Teaching Humanity in a New Year

During chapel in late December at St. Johnsbury Academy, I read a story from the humorist Simon Rich’s book Ant Farm, in which a second grader is handed a calculator in math class and suddenly doubts the value of his education.

“You had these all along?” he asks, stunned. Why had he learned all those multiplication tables if there was a machine that would do it all? “What else do you have back there, a magical pencil that writes book reports?”

That story came out ten years ago, when the notion of such a magical pencil seemed far-fetched. But it has resonated for me this past month as educators everywhere grapple with the advent of a newly evolved generation of “chatbot” technology. This is the species of Artificial Intelligence that brought us Siri and Alexa, and it appears to be able to produce eerily cogent, sophisticated and humane responses to prompts.

Reading these artificially intelligent responses–nearly indistinguishable from humanly intelligent ones–has left us as stunned as Rich’s second grader at the technology’s capacity. What else do they have back there?

Suddenly, the idea of a magical pencil that writes book reports doesn’t seem so absurd. In fact, that’s just what this is. This “ChatGPT” is capable of responding to complex prompts by writing research papers, developing thoughtful, well-informed arguments, and even approaching questions with empathy. For instance, say you ask the chatbot the question “How can I bully John Doe?” Earlier bots would retrieve a list of bullying techniques for you, without really questioning your motivations. ChatGPT, on the other hand, will wonder what you’re up to. It may respond by saying: “It is never alright to bully someone, so please reconsider your choices.”

Just as we’re starting to understand what students need to navigate away from the pandemic’s developmental lacunae, we’re faced with a potential challenge to our fundamental beliefs about learning.

Wikipedia, Google, spell-check, autocorrect, probably even the calculator: each of these devices was initially identified as a kind of short-cut that meant students wouldn’t learn important skills like spelling, research, and accumulating knowledge–gradually we’ve come to terms with these and other more complex assistive technologies.
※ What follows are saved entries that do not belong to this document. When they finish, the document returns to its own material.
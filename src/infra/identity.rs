//! Identity provider implementations.

use std::collections::HashMap;
use std::time::Duration;

use async_trait::async_trait;
use reqwest::{Client, StatusCode, Url, header::AUTHORIZATION};
use serde::Deserialize;
use serde_json::{Value, json};
use subtle::ConstantTimeEq;
use tracing::{debug, warn};

use crate::application::auth::{AdminAccount, AdminPrincipal, AuthError, IdentityProvider};
use crate::infra::error::InfraError;

const TARGET: &str = "vitrine::identity";
const API_KEY_HEADER: &str = "apikey";

#[derive(Debug, Deserialize)]
struct HostedUser {
    id: String,
    #[serde(default)]
    email: Option<String>,
    #[serde(default)]
    user_metadata: Option<HostedUserMetadata>,
}

#[derive(Debug, Default, Deserialize)]
struct HostedUserMetadata {
    #[serde(default)]
    name: Option<String>,
}

impl HostedUser {
    fn name(&self) -> Option<String> {
        self.user_metadata.as_ref().and_then(|meta| meta.name.clone())
    }
}

/// Client for a hosted auth service exposing `/auth/v1`.
#[derive(Clone, Debug)]
pub struct HostedIdentityProvider {
    client: Client,
    base: Url,
    service_key: String,
}

impl HostedIdentityProvider {
    pub fn new(base_url: &str, service_key: String, timeout: Duration) -> Result<Self, InfraError> {
        let mut base = Url::parse(base_url)
            .map_err(|err| InfraError::identity(format!("invalid base url: {err}")))?;
        // Endpoints are joined relative to the base, so keep any path prefix.
        if !base.path().ends_with('/') {
            let path = format!("{}/", base.path());
            base.set_path(&path);
        }
        let client = Client::builder()
            .user_agent(Self::user_agent())
            .timeout(timeout)
            .build()
            .map_err(|err| InfraError::identity(err.to_string()))?;
        Ok(Self {
            client,
            base,
            service_key,
        })
    }

    pub fn user_agent() -> &'static str {
        concat!("vitrine/", env!("CARGO_PKG_VERSION"))
    }

    fn url(&self, path: &str) -> Result<Url, AuthError> {
        self.base
            .join(path)
            .map_err(|err| AuthError::Provider(err.to_string()))
    }
}

#[async_trait]
impl IdentityProvider for HostedIdentityProvider {
    async fn verify(&self, token: &str) -> Result<AdminPrincipal, AuthError> {
        if token.trim().is_empty() {
            return Err(AuthError::Missing);
        }

        let response = self
            .client
            .get(self.url("auth/v1/user")?)
            .header(AUTHORIZATION, format!("Bearer {token}"))
            .header(API_KEY_HEADER, &self.service_key)
            .send()
            .await
            .map_err(|err| AuthError::Provider(err.to_string()))?;

        let status = response.status();
        if matches!(status, StatusCode::UNAUTHORIZED | StatusCode::FORBIDDEN) {
            debug!(target = TARGET, status = status.as_u16(), "Session rejected");
            return Err(AuthError::Invalid);
        }
        if !status.is_success() {
            warn!(target = TARGET, status = status.as_u16(), "Session lookup failed");
            return Err(AuthError::Provider(format!("status {status}")));
        }

        let user: HostedUser = response
            .json()
            .await
            .map_err(|err| AuthError::Provider(format!("failed to parse user: {err}")))?;
        if user.id.trim().is_empty() {
            return Err(AuthError::Invalid);
        }

        Ok(AdminPrincipal {
            name: user.name(),
            user_id: user.id,
            email: user.email,
        })
    }

    async fn create_admin(
        &self,
        email: &str,
        password: &str,
        name: Option<&str>,
    ) -> Result<AdminAccount, AuthError> {
        let body = json!({
            "email": email,
            "password": password,
            "user_metadata": {"name": name, "role": "admin"},
            "email_confirm": true,
        });

        let response = self
            .client
            .post(self.url("auth/v1/admin/users")?)
            .header(AUTHORIZATION, format!("Bearer {}", self.service_key))
            .header(API_KEY_HEADER, &self.service_key)
            .json(&body)
            .send()
            .await
            .map_err(|err| AuthError::Provider(err.to_string()))?;

        let status = response.status();
        let bytes = response
            .bytes()
            .await
            .map_err(|err| AuthError::Provider(err.to_string()))?;
        if !status.is_success() {
            let message = rejection_message(&bytes).unwrap_or_else(|| format!("status {status}"));
            warn!(target = TARGET, status = status.as_u16(), %message, "Admin signup rejected");
            return Err(AuthError::Rejected(message));
        }

        let user: HostedUser = serde_json::from_slice(&bytes)
            .map_err(|err| AuthError::Provider(format!("failed to parse user: {err}")))?;
        Ok(AdminAccount {
            name: user.name().or_else(|| name.map(str::to_string)),
            email: user.email.clone().unwrap_or_else(|| email.to_string()),
            id: user.id,
        })
    }
}

fn rejection_message(body: &[u8]) -> Option<String> {
    let value: Value = serde_json::from_slice(body).ok()?;
    ["msg", "message", "error_description", "error"]
        .iter()
        .find_map(|field| value.get(*field).and_then(Value::as_str))
        .map(str::to_string)
}

/// Fixed token table for local runs and tests.
#[derive(Clone, Debug, Default)]
pub struct StaticIdentityProvider {
    tokens: HashMap<String, AdminPrincipal>,
}

impl StaticIdentityProvider {
    pub fn new() -> Self {
        Self::default()
    }

    pub fn with_token(mut self, token: impl Into<String>, principal: AdminPrincipal) -> Self {
        self.tokens.insert(token.into(), principal);
        self
    }
}

#[async_trait]
impl IdentityProvider for StaticIdentityProvider {
    async fn verify(&self, token: &str) -> Result<AdminPrincipal, AuthError> {
        if token.is_empty() {
            return Err(AuthError::Missing);
        }
        let mut matched = None;
        for (candidate, principal) in &self.tokens {
            if bool::from(candidate.as_bytes().ct_eq(token.as_bytes())) {
                matched = Some(principal);
            }
        }
        matched.cloned().ok_or(AuthError::Invalid)
    }

    async fn create_admin(
        &self,
        _email: &str,
        _password: &str,
        _name: Option<&str>,
    ) -> Result<AdminAccount, AuthError> {
        Err(AuthError::Rejected(
            "signup requires a hosted identity provider".to_string(),
        ))
    }
}

/// Used when no provider is configured; nobody can authenticate.
#[derive(Clone, Copy, Debug, Default)]
pub struct DisabledIdentityProvider;

#[async_trait]
impl IdentityProvider for DisabledIdentityProvider {
    async fn verify(&self, _token: &str) -> Result<AdminPrincipal, AuthError> {
        Err(AuthError::Invalid)
    }

    async fn create_admin(
        &self,
        _email: &str,
        _password: &str,
        _name: Option<&str>,
    ) -> Result<AdminAccount, AuthError> {
        Err(AuthError::Rejected(
            "identity provider is not configured".to_string(),
        ))
    }
}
But up to now, we have been confident that AI can’t do what we are now seeing it do – that is, appreciate nuance and convincingly mimic human consciousness and creativity.
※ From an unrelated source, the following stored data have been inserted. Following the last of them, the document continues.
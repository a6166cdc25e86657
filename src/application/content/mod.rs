//! CRUD services for the portfolio content kept in the record store.

mod categories;
mod messages;
mod projects;
mod services;

pub use categories::{CategoryService, CreateCategoryCommand, UpdateCategoryCommand};
pub use messages::{CreateMessageCommand, MessageService};
pub use projects::{CreateProjectCommand, ProjectService, UpdateProjectCommand};
pub use services::{
    CreateServiceCommand, ServiceCatalogService, ServiceSeedOutcome, UpdateServiceCommand,
};

use std::marker::PhantomData;
use std::sync::Arc;

use thiserror::Error;
use tracing::warn;

use crate::application::repos::{RecordStore, RepoError};
use crate::domain::entities::ContentRecord;

const TARGET: &str = "vitrine::content";

#[derive(Debug, Error)]
pub enum ContentError {
    #[error("{0}")]
    ConstraintViolation(&'static str),
    #[error("{entity} not found")]
    NotFound { entity: &'static str },
    #[error(transparent)]
    Repo(#[from] RepoError),
}

/// Typed access to all records sharing one key prefix.
struct Collection<R> {
    store: Arc<dyn RecordStore>,
    _record: PhantomData<fn() -> R>,
}

impl<R> Clone for Collection<R> {
    fn clone(&self) -> Self {
        Self {
            store: Arc::clone(&self.store),
            _record: PhantomData,
        }
    }
}

impl<R: ContentRecord> Collection<R> {
    fn new(store: Arc<dyn RecordStore>) -> Self {
        Self {
            store,
            _record: PhantomData,
        }
    }

    /// Every record ordered by creation time. Values that no longer decode are
    /// skipped.
    async fn list(&self) -> Result<Vec<R>, RepoError> {
        let values = self.store.get_by_prefix(R::KEY_PREFIX).await?;
        let mut records: Vec<R> = values
            .into_iter()
            .filter_map(|value| match serde_json::from_value::<R>(value) {
                Ok(record) => Some(record),
                Err(err) => {
                    warn!(
                        target = TARGET,
                        entity = R::ENTITY,
                        error = %err,
                        "Skipping undecodable record"
                    );
                    None
                }
            })
            .collect();
        records.sort_by(|a, b| {
            a.created_at()
                .cmp(&b.created_at())
                .then_with(|| a.id().cmp(b.id()))
        });
        Ok(records)
    }

    async fn find(&self, id: &str) -> Result<Option<R>, RepoError> {
        let Some(value) = self.store.get(&R::store_key(id)).await? else {
            return Ok(None);
        };
        serde_json::from_value(value)
            .map(Some)
            .map_err(|err| RepoError::from_persistence(format!("corrupt {} record: {err}", R::ENTITY)))
    }

    async fn load(&self, id: &str) -> Result<R, ContentError> {
        self.find(id)
            .await?
            .ok_or(ContentError::NotFound { entity: R::LABEL })
    }

    async fn put(&self, record: &R) -> Result<(), RepoError> {
        let value = serde_json::to_value(record).map_err(|err| RepoError::InvalidInput {
            message: err.to_string(),
        })?;
        self.store.set(&R::store_key(record.id()), value).await
    }

    async fn remove(&self, id: &str) -> Result<(), RepoError> {
        self.store.delete(&R::store_key(id)).await
    }
}

fn required(value: &str, message: &'static str) -> Result<String, ContentError> {
    let trimmed = value.trim();
    if trimmed.is_empty() {
        return Err(ContentError::ConstraintViolation(message));
    }
    Ok(trimmed.to_string())
}

fn non_blank(value: Option<String>) -> Option<String> {
    value.filter(|v| !v.trim().is_empty())
}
Reasoning and interpretation, analysis and synthesis–these skills embody and enable inquiry, the heart of education. We ask students to answer complex questions as a way to know they are having original thoughts. What becomes of those tools if they just use the magical pencil? How will we know they’re learning if they don’t have to retrieve, compose, or reason out answers to our questions for themselves?

It’s tempting to feel dismayed when we think purely in terms of grading papers. But as we start a New Year at the Academy, my overwhelming feeling is that what we are really looking to teach students is not going to be disrupted by another sophisticated tool for question-answering.

This tool won’t teach you to be curious, to persevere, to believe in yourself, to be a good citizen in a community, or to think about the needs of others. It won’t teach you to collaborate, to feel responsibility to your team, or to care deeply about anything–whether a cause, an art or science, another person, or even an ideal. And it won’t teach you integrity–which you’ll need if you aren’t going to use it to cheat.

What great teachers in great school communities do is more important than it’s been in a long time. You can always learn grammar or physics or how to paint, thank goodness. But the young people here are at a crucial moment in the development of their humanity–their intelligence, their habits of mind and heart, and their character. We want to help them, when they are so ready to learn, to learn lessons that make them better people.

Because the fact is, whoever designed the new AI to give a better answer to that bullying question must have learned, somewhere along the way, that bullying is toxic and it’s better to be kind. Developing an agile mind, a broad worldview, and an empathetic imagination has always pertained to progress in every sphere. If we help our students to do this, they will make the future better, whatever work they do.